When I examine the issues our society faces — authoritarianism against liberalism; rising levels of inequality, atmospheric carbon equivalents and political polarization; a purported collapse of civil engagement — I ask myself what our alma mater can do to benefit society. I imagine a bright spring day on the Reynolda Campus in 1962, when Wake Forest demonstrated its moral audacity by becoming the first private school in the South to integrate. Shortly thereafter, other institutions followed our lead. Decades later, Wake Forest, again, boldly declared that hopeful Demon Deacons would no longer be defined by a test score, and other comparable schools — Bowdoin, Bates, Smith and Bryn Mawr — followed suit.
Both of these decisions necessitated a rejection of ingrained precedent and a courageous response to the status quo. While the outcome was uncertain on the outset, the results have created a university that I am incredibly proud to be part of. I am proposing another brave rebuttal of the status quo in favor of a more moral future.
Next spring, U.S. News and World Reports will send its peer assessment survey to Wake Forest, as it always has done. When that survey arrives on a crisp morning, likely a similar day as that fateful day in 1962, I hope that our administration — President Hatch, Provost Kersh and other faculty members — forward the survey to where it truly belongs: the recycling bin.
From Harvard to smaller regional colleges, the fundamental problems of the USNWR college rankings are self-evident. For the institutions that benefit, the rankings remain a source of permanent prestige, yet for those that suffer, they are a constant source of despair. My experience here is not defined by the quality of food or the proximity to good airports; rather, the classmates and professors are what constitute my education and lifelong love for Wake Forest. Yes, Wake Forest has a lovely campus, a brand new gym and a burgeoning downtown research center, but those things are not what make Wake Forest my alma mater, nor do I think they do for you.
Just as Wake Forest trusted in its intellectual and moral character when it said no to Jim Crow and biased entrance exams, so too must it respond to the rankings arms race on campuses across the nation. While some smaller schools have opted out of the rankings, Wake Forest has the opportunity to capitalize on its nationally recognized academic stature to serve humanity. The recent surge of spending for higher rankings on campuses has to end: the question is whether it will end in the bankruptcy of schools trying to keep up or with a powerful school taking an intrepid step towards a more just academic landscape.
On that spring day in 2018, when I am reading the news on my subway commute in New York City, I hope that I see an op-ed from Wake Forest’s administration in the New York Times stating that from this year forward, Wake Forest University will no longer take part in USNWR ranking and that interested students are welcome, as always, to visit campus, speak with students and read about our legacy of leadership in higher education. If this were to happen, I believe that the application inbox would overflow with stories of students searching for an institution that truly adheres to its principles and is confident enough in the quality of its education to lead rather than follow.

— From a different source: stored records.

impl<'a> IntegrityValidator<'a> {
    pub fn new(config: &'a MigrationConfig) -> Self {
        Self { config }
    }

    pub fn validate_all(&self) -> Result<ValidationReport> {
        let mut report = ValidationReport::default();
        report.families.push(self.validate_book_authors()?);
        report.families.push(self.validate_book_topics()?);
        report.families.push(self.validate_paper_authors()?);
        report.families.push(self.validate_papers()?);
        Ok(report)
    }

    fn raw_table(&self, source: SourceTag, file_name: &str) -> Result<RawTable> {
        let path = self.config.source_dir(source).join(file_name);
        RawTable::load(&path, &format!("{file_name} ({source})"), &[])
    }

    pub fn validate_book_authors(&self) -> Result<FamilyReport> {
        report::section("VALIDATING BOOK AUTHORS MIGRATION");
        let mut fam = FamilyReport::new(book_authors::FAMILY);
        let dir = self.config.family_dir(book_authors::FAMILY_DIR);

        let final_table =
            require_table(&self.config.paths.final_tables.join(book_authors::FINAL_TABLE))?;
        let mapping = require_table(&dir.join(book_authors::MAPPING_FILE))?;
        let meta: book_authors::BookAuthorsMetadata =
            read_metadata(&dir.join(book_authors::METADATA_FILE))?;

        let mut expected_keys = HashSet::new();
        let mut accepted_ids: HashMap<SourceTag, HashSet<String>> = HashMap::new();
        for source in SourceTag::PRECEDENCE {
            let raw = self.raw_table(source, book_authors::AUTHORS_FILE)?;
            let id_col = raw.column("AuthorID");
            let f_col = raw.column("FirstName");
            let m_col = raw.column("MiddleName");
            let l_col = raw.column("LastName");
            for row in raw.rows() {
                let combined = clean_value(&format!(
                    "{} {}",
                    raw.field(row, f_col),
                    raw.field(row, m_col)
                ));
                let key = join_key(&[&combined, raw.field(row, l_col)]);
                if is_empty_key(&key) {
                    continue;
                }
                expected_keys.insert(key);
                accepted_ids
                    .entry(source)
                    .or_default()
                    .insert(raw.field(row, id_col).trim().to_string());
            }
        }

        let artifacts = EntityArtifacts {
            expected_keys,
            accepted_ids,
            produced_keys: produced_keys(&final_table, &["first_name", "last_name"]),
            produced_ids: column_values(&final_table, "book_author_id"),
            mapping_ids: mapping_ids_by_source(&mapping, "old_author_id"),
            mapping_new_ids: mapping_new_ids(&mapping, "new_book_author_id"),
        };
        entity_checks(&mut fam, &artifacts);

        fam.check(
            "counts",
            final_table.len() == meta.unique_authors && mapping.len() == meta.id_mappings,
            format!(
                "{} canonical rows (metadata {}), {} mapping rows (metadata {})",
                final_table.len(),
                meta.unique_authors,
                mapping.len(),
                meta.id_mappings
            ),
        );

        self.link_reconciliation(
            &mut fam,
            book_authors::LINKS_FILE,
            &dir,
            &book_authors::enriched_file(SourceTag::Db1),
            &book_authors::enriched_file(SourceTag::Db2),
            [meta.skipped_incomplete_db1, meta.skipped_incomplete_db2],
            [meta.orphaned_db1, meta.orphaned_db2],
        )?;

        Ok(fam)
    }

    pub fn validate_book_topics(&self) -> Result<FamilyReport> {
        report::section("VALIDATING BOOK TOPIC MIGRATION");
        let mut fam = FamilyReport::new(book_topics::FAMILY);
        let dir = self.config.family_dir(book_topics::FAMILY_DIR);

        let final_table =
            require_table(&self.config.paths.final_tables.join(book_topics::FINAL_TABLE))?;
        let mapping = require_table(&dir.join(book_topics::MAPPING_FILE))?;
        let meta: book_topics::BookTopicsMetadata =
            read_metadata(&dir.join(book_topics::METADATA_FILE))?;

        let mut expected_keys = HashSet::new();
        let mut accepted_ids: HashMap<SourceTag, HashSet<String>> = HashMap::new();
        for source in SourceTag::PRECEDENCE {
            let raw = self.raw_table(source, book_topics::TOPICS_FILE)?;
            let id_col = raw.column("TopicID");
            let topic_col = raw.column("Topic");
            for row in raw.rows() {
                let key = join_key(&[raw.field(row, topic_col)]);
                if is_empty_key(&key) {
                    continue;
                }
                expected_keys.insert(key);
                accepted_ids
                    .entry(source)
                    .or_default()
                    .insert(raw.field(row, id_col).trim().to_string());
            }
        }

        let artifacts = EntityArtifacts {
            expected_keys,
            accepted_ids,
            produced_keys: produced_keys(&final_table, &["topic_name"]),
            produced_ids: column_values(&final_table, "book_topic_id"),
            mapping_ids: mapping_ids_by_source(&mapping, "old_topic_id"),
            mapping_new_ids: mapping_new_ids(&mapping, "new_book_topic_id"),
        };
        entity_checks(&mut fam, &artifacts);

        fam.check(
            "counts",
            final_table.len() == meta.unique_topics && mapping.len() == meta.id_mappings,
            format!(
                "{} canonical rows (metadata {}), {} mapping rows (metadata {})",
                final_table.len(),
                meta.unique_topics,
                mapping.len(),
                meta.id_mappings
            ),
        );

        self.link_reconciliation(
            &mut fam,
            book_topics::LINKS_FILE,
            &dir,
            &book_topics::enriched_file(SourceTag::Db1),
            &book_topics::enriched_file(SourceTag::Db2),
            [meta.skipped_incomplete_db1, meta.skipped_incomplete_db2],
            [meta.orphaned_db1, meta.orphaned_db2],
        )?;

        Ok(fam)
    }

    pub fn validate_paper_authors(&self) -> Result<FamilyReport> {
        report::section("VALIDATING PAUTHORS MIGRATION");
        let mut fam = FamilyReport::new(paper_authors::FAMILY);
        let dir = self.config.family_dir(paper_authors::FAMILY_DIR);

        let final_table =
            require_table(&self.config.paths.final_tables.join(paper_authors::FINAL_TABLE))?;
        let mapping = require_table(&dir.join(paper_authors::MAPPING_FILE))?;
        let meta: paper_authors::PaperAuthorsMetadata =
            read_metadata(&dir.join(paper_authors::METADATA_FILE))?;

        let mut expected_keys = HashSet::new();
        let mut accepted_ids: HashMap<SourceTag, HashSet<String>> = HashMap::new();
        for source in SourceTag::PRECEDENCE {
            let raw = self.raw_table(source, paper_authors::AUTHORS_FILE)?;
            let id_col = raw.column("AuthorID");
            let f_col = raw.column("FirstName");
            let l_col = raw.column("LastName");
            for row in raw.rows() {
                let key = join_key(&[raw.field(row, f_col), raw.field(row, l_col)]);
                if is_empty_key(&key) {
                    continue;
                }
                expected_keys.insert(key);
                accepted_ids
                    .entry(source)
                    .or_default()
                    .insert(raw.field(row, id_col).trim().to_string());
            }
        }

        let artifacts = EntityArtifacts {
            expected_keys,
            accepted_ids,
            produced_keys: produced_keys(&final_table, &["first_name", "last_name"]),
            produced_ids: column_values(&final_table, "author_id"),
            mapping_ids: mapping_ids_by_source(&mapping, "old_author_id"),
            mapping_new_ids: mapping_new_ids(&mapping, "new_author_id"),
        };
        entity_checks(&mut fam, &artifacts);

        fam.check(
            "counts",
            final_table.len() == meta.unique_pauthors && mapping.len() == meta.id_mappings,
            format!(
                "{} canonical rows (metadata {}), {} mapping rows (metadata {})",
                final_table.len(),
                meta.unique_pauthors,
                mapping.len(),
                meta.id_mappings
            ),
        );

        self.link_reconciliation(
            &mut fam,
            paper_authors::LINKS_FILE,
            &dir,
            &paper_authors::enriched_file(SourceTag::Db1),
            &paper_authors::enriched_file(SourceTag::Db2),
            [meta.skipped_incomplete_db1, meta.skipped_incomplete_db2],
            [meta.orphaned_db1, meta.orphaned_db2],
        )?;

        Ok(fam)
    }

    pub fn validate_papers(&self) -> Result<FamilyReport> {
        report::section("VALIDATING PAPERS MIGRATION");
        let mut fam = FamilyReport::new(papers::FAMILY);
        let dir = self.config.family_dir(papers::FAMILY_DIR);

        let final_table =
            require_table(&self.config.paths.final_tables.join(papers::FINAL_TABLE))?;
        let mapping = require_table(&dir.join(papers::MAPPING_FILE))?;
        let meta: papers::PapersMetadata = read_metadata(&dir.join(papers::METADATA_FILE))?;

        let mut expected_keys = HashSet::new();
        let mut accepted_ids: HashMap<SourceTag, HashSet<String>> = HashMap::new();
        for source in SourceTag::PRECEDENCE {
            let raw = self.raw_table(source, papers::PAPERS_FILE)?;
            let id_col = raw.column("PaperID");
            let title_col = raw.column("Title");
            let year_col = raw.column("Year");
            for row in raw.rows() {
                let paper_id = raw.field(row, id_col);
                if is_missing_id(paper_id) {
                    continue;
                }
                let key = join_key(&[raw.field(row, title_col), raw.field(row, year_col)]);
                if is_empty_key(&key) {
                    continue;
                }
                expected_keys.insert(key);
                accepted_ids
                    .entry(source)
                    .or_default()
                    .insert(paper_id.trim().to_string());
            }
        }

        let artifacts = EntityArtifacts {
            expected_keys,
            accepted_ids,
            produced_keys: produced_keys(&final_table, &["title", "year"]),
            produced_ids: column_values(&final_table, "paper_id"),
            mapping_ids: mapping_ids_by_source(&mapping, "old_paper_id"),
            mapping_new_ids: mapping_new_ids(&mapping, "new_paper_id"),
        };
        entity_checks(&mut fam, &artifacts);

        fam.check(
            "counts",
            final_table.len() == meta.unique_papers
                && mapping.len() == meta.id_mappings
                && meta.valid_db1_papers + meta.valid_db2_papers
                    == meta.unique_papers + meta.duplicates_merged,
            format!(
                "{} + {} valid = {} unique + {} duplicates; {} mapping rows (metadata {})",
                meta.valid_db1_papers,
                meta.valid_db2_papers,
                meta.unique_papers,
                meta.duplicates_merged,
                mapping.len(),
                meta.id_mappings
            ),
        );

        self.check_author_references(&mut fam, &final_table)?;
        check_boolean_fields(&mut fam, &final_table);

        Ok(fam)
    }

    /// Checks that every id inside `authors_ids` exists in the merged
    /// PAUTHORS table.
    fn check_author_references(&self, fam: &mut FamilyReport, final_table: &RawTable) -> Result<()> {
        let pauthors =
            require_table(&self.config.paths.final_tables.join(paper_authors::FINAL_TABLE))?;
        let known: HashSet<String> = column_values(&pauthors, "author_id").into_iter().collect();

        let col = final_table.column("authors_ids");
        let mut referenced: Vec<String> = Vec::new();
        for row in final_table.rows() {
            let cell = final_table.field(row, col);
            let inner = cell.trim().trim_start_matches('{').trim_end_matches('}');
            if inner.is_empty() {
                continue;
            }
            referenced.extend(inner.split(',').map(|s| s.trim().to_string()));
        }

        let invalid: Vec<&String> = referenced.iter().filter(|id| !known.contains(*id)).collect();
        fam.check(
            "author references",
            invalid.is_empty(),
            if invalid.is_empty() {
                format!("all {} referenced author ids exist in PAUTHORS", referenced.len())
            } else {
                format!(
                    "{} unknown author ids, first: {:?}",
                    invalid.len(),
                    invalid.iter().take(5).collect::<Vec<_>>()
                )
            },
        );
        Ok(())
    }

    /// Check 5: `enriched + incomplete + orphan == original_row_count`,
    /// per source, against the actual raw and enriched files.
    #[allow(clippy::too_many_arguments)]
    fn link_reconciliation(
        &self,
        fam: &mut FamilyReport,
        links_file: &str,
        dir: &Path,
        enriched_db1: &str,
        enriched_db2: &str,
        incomplete: [usize; 2],
        orphaned: [usize; 2],
    ) -> Result<()> {
        let enriched_files = [enriched_db1, enriched_db2];
        for (i, source) in SourceTag::PRECEDENCE.into_iter().enumerate() {
            let raw = self.raw_table(source, links_file)?;
            let enriched = require_table(&dir.join(enriched_files[i]))?;
            let accounted = enriched.len() + incomplete[i] + orphaned[i];
            fam.check(
                &format!("link reconciliation ({source})"),
                accounted == raw.len(),
                format!(
                    "{} enriched + {} incomplete + {} orphaned = {} of {} source rows",
                    enriched.len(),
                    incomplete[i],
                    orphaned[i],
                    accounted,
                    raw.len()
                ),
            );
        }
        Ok(())
    }
}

Wake Forest will never overtake Stanford or Yale in the USNWR ranking, but if we opt out, we will be forever ranked as No. 1 in unranked national universities, just as we are among private colleges in the South with respect to integration and among test-optional major universities in the U.S. I humbly ask you to reflect on what makes Wake Forest a special place, and if you think of the heated debates in class, office hours with professors, and lifelong friendships with peers, I will expect to read from you in the Times this spring.